Second Table: Everyday Measures At A Glance

Pin this chart near your station. It keeps conversions in sight during a rush.

Measure Ounces (US fl oz) Milliliters (mL)
Small Shot 1.0 29.57
Standard U.S. Pour 1.5 44.36
UK Single 0.85–1.18 25–35
Australian Nip 1.01 30
Double (Many Bars) 2.0–3.0 60–90
Tablespoon 0.5 14.79
Bar Spoon 0.17 5

Practical Scenarios And Quick Math

Scaling A Sour

If a recipe calls for 44 mL base spirit, 22 mL citrus, and 22 mL syrup, but your venue pours 30 mL singles, scale the recipe by 30/44. That gives 15 mL citrus and 15 mL syrup. The flavor balance holds and costs stay aligned with your pour policy.

Batching For Service

Building a two-liter batch with a 44 mL base? Two liters is 2,000 mL. Divide by 44 to get about 45 base pours. If your spec uses two base pours per drink, plan for roughly 22 finished serves. Add a small buffer for spillage and tasting.

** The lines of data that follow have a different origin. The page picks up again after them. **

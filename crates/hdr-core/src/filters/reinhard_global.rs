use rayon::prelude::*;
use serde::{Deserialize, Serialize};

use crate::color::{LUM_EPSILON, rgb_to_xyz};
use crate::error::FilterError;
use crate::pixel_buf::{CHANNELS, PixelBuffer, clamp_unit};
use crate::reduce::{LaunchConfig, luminance_stats, luminance_stats_parallel};

#[derive(Clone, Debug, PartialEq, Serialize, Deserialize)]
#[serde(default)]
pub struct ReinhardGlobalParams {
    /// Target log-average luminance ("middle grey").
    pub key: f32,
    /// Colour saturation exponent applied to channel/luminance ratios.
    pub sat: f32,
}

impl Default for ReinhardGlobalParams {
    fn default() -> Self {
        Self { key: 0.18, sat: 1.6 }
    }
}

impl ReinhardGlobalParams {
    pub fn validate(&self) -> Result<(), FilterError> {
        if !(self.key.is_finite() && self.key > 0.0) {
            return Err(FilterError::InvalidParams(format!(
                "key must be positive, got {}",
                self.key
            )));
        }
        if !(self.sat.is_finite() && self.sat > 0.0) {
            return Err(FilterError::InvalidParams(format!(
                "sat must be positive, got {}",
                self.sat
            )));
        }
        Ok(())
    }
}

/// Reinhard's extended operator: L(1 + L/Lw^2) / (1 + L).
pub fn compress(l: f32, l_white: f32) -> f32 {
    l * (1.0 + l / (l_white * l_white)) / (1.0 + l)
}

/// Scale each channel by its ratio to luminance raised to `sat`. Black
/// pixels stay black.
pub fn recolor(px: &[f32], y: f32, ld: f32, sat: f32, out: &mut [f32]) {
    if y <= LUM_EPSILON {
        out[..3].fill(0.0);
    } else {
        for c in 0..3 {
            out[c] = clamp_unit(ratio_pow(px[c] / y, sat) * ld);
        }
    }
    out[3] = clamp_unit(px[3]);
}

/// `x^sat` with non-positive bases mapped to 0.
pub fn ratio_pow(x: f32, sat: f32) -> f32 {
    if x <= 0.0 { 0.0 } else { x.powf(sat) }
}

fn map_pixel(px: &[f32], scale: f32, l_white: f32, sat: f32, out: &mut [f32]) {
    let y = rgb_to_xyz([px[0], px[1], px[2]])[1];
    let ld = compress(scale * y, l_white);
    recolor(px, y, ld, sat, out);
}

pub fn reference(input: &PixelBuffer, params: &ReinhardGlobalParams) -> PixelBuffer {
    let stats = luminance_stats(input);
    let scale = params.key / stats.log_average();
    let l_white = stats.white();

    let mut output = PixelBuffer::new(input.width, input.height);
    for (src, dst) in input
        .data
        .chunks_exact(CHANNELS)
        .zip(output.data.chunks_exact_mut(CHANNELS))
    {
        map_pixel(src, scale, l_white, params.sat, dst);
    }
    output
}

/// Partial log-sum/max reduction per group, one-lane final merge, then a
/// parallel per-pixel map.
pub fn parallel(input: &PixelBuffer, params: &ReinhardGlobalParams, local: usize) -> PixelBuffer {
    let config = LaunchConfig::reduction(input.pixel_count(), local);
    let stats = luminance_stats_parallel(input, &config);
    let scale = params.key / stats.log_average();
    let l_white = stats.white();

    let chunk = CHANNELS * local.max(1);
    let mut output = PixelBuffer::new(input.width, input.height);
    output
        .data
        .par_chunks_mut(chunk)
        .zip(input.data.par_chunks(chunk))
        .for_each(|(dst, src)| {
            for (d, s) in dst.chunks_exact_mut(CHANNELS).zip(src.chunks_exact(CHANNELS)) {
                map_pixel(s, scale, l_white, params.sat, d);
            }
        });
    output
}
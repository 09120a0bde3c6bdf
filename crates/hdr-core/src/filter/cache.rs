use tracing::debug;

use crate::pixel_buf::PixelBuffer;

/// Holds the reference output for the most recent input so repeated
/// verification against the same input does not recompute it.
#[derive(Debug, Default)]
pub struct ReferenceCache {
    entry: Option<(blake3::Hash, PixelBuffer)>,
}

impl ReferenceCache {
    pub fn new() -> Self {
        Self::default()
    }

    pub fn get(&self, key: &blake3::Hash) -> Option<&PixelBuffer> {
        match &self.entry {
            Some((k, buf)) if k == key => Some(buf),
            _ => None,
        }
    }

    pub fn store(&mut self, key: blake3::Hash, output: PixelBuffer) {
        debug!(key = %key.to_hex(), "caching reference output");
        self.entry = Some((key, output));
    }

    pub fn clear(&mut self) {
        self.entry = None;
    }

    pub fn is_empty(&self) -> bool {
        self.entry.is_none()
    }
}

Reading A Menu From Abroad

Traveling bartenders and curious guests often meet measures listed as “25 mL,” “35 mL,” or “30 mL nip.” Now you know exactly how those compare. Adjust expectations for drink strength and price once you spot the house measure on the menu footer.

Glassware Quirks That Change The Pour

Shot glasses come in many shapes: straight-wall, flared, and heavy-base styles. Thick glass steals interior space, so two pieces with the same outside height may hold different volumes. Some novelty glasses reach 60 mL or more. Graduation marks help, yet many decorative pieces have none. When you buy glassware, test each style with water and a kitchen scale. One gram equals one milliliter. Fill to the rim and record the number, then mark your line. Keep those figures on a label for control.

If you inherit mixed glassware, test one of each shape. Small variation stacks up across a shift and changes strength, waste, and guest experience and pricing.

Straight Answer

A single pour is a moving target now that depends on where you drink and who’s pouring. If you’re in the U.S. or Canada, plan on 44 mL for a standard shot. In the U.K., expect 25 mL or 35 mL. In Australia, 30 mL is the go-to. With the conversions and tables above, you can size recipes with confidence anywhere.